Reddy feels TRS supremo K. Chandrasekhar Rao is on a “power trip", but will nonetheless vote for that party. “There is power and electricity available now, unlike some years ago. So work has been done," she said.
Many like her from Hyderabad and other districts think that Rao has emerged as a leader who can possibly go on to the national stage as well.
“In 2014, it was an emotional time for us, but the state is doing good now. I was not happy with demonetization in 2016, so I am definitely not voting for BJP," said K. Sai Kiran, 31, a voter from the Secunderabad parliamentary seat in Telangana, which was the only constituency the BJP won in the state in 2014. The state has 17 Lok Sabha seats, of which the TRS held 14 (including defections).

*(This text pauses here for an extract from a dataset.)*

pub mod candidate;
pub mod email_template;
pub mod interview;
pub mod job;
pub mod user;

About 260km away in Guntur (AP), Arvind Chennupati, 23, had a bigger task at hand, as he had to vote for an assembly and Lok Sabha candidate at the same time. AP, with 175 assembly and 25 parliamentary seats, has witnessed a bitter fight between the ruling Telugu Desam Party (TDP) and main opposition YSR Congress Party. After a long two-and-a-half hour wait, Arvind was finally able to cast his vote. “Bifurcation happened in 2014, and people had already seen the TDP’s rule earlier with regard to building the IT sector in Hyderabad. Since it was a new state, there was some willingness to bet on chief minister N. Chandrababu Naidu again instead of Y.S. Jagan Mohan Reddy’s YSRCP. But Naidu’s performance has not been up to mark. There hasn’t been much of job creation either," stated Chennupati. In Telangana, till 5pm on Thursday, voting percentage was nearly 61% and is likely to go a little higher, after final counting which will be done by Friday. Khaleda Rahman, 45, a voter from the Hyderabad parliamentary seat left home early to vote. “I know that the All India Majlis-e-Ittehadul Muslimeen will win the seat, but I feel that this time there are bigger issues, like communalism," said Rahman, who is a school teacher at a private school in the city.
As a teacher, she said that it was hard for her to read about a young Muslim boy (Junaid Khan) getting stabbed to death (in a train) last year for no fault of his. “This is the state of India today. I don’t want that to happen ever again. So my vote is going to the Congress, just to keep the BJP out. Although I feel that the TRS in Telangana has not done so bad," Rahman added. Among the Lok Sabha seats in Telangana and AP, the Nizamabad seat in Telangana is being closely watched as it has no fewer than 185 contestants. The ruling party’s sitting MP K. Kavitha, who is also the chief minister’s daughter, is seeking re-election from the seat.
Most of the independent candidates in Nizamabad district are turmeric and jowar farmers, who are contesting in protest against the agricultural policies of the state government and the centre, with a demand for higher minimum support price.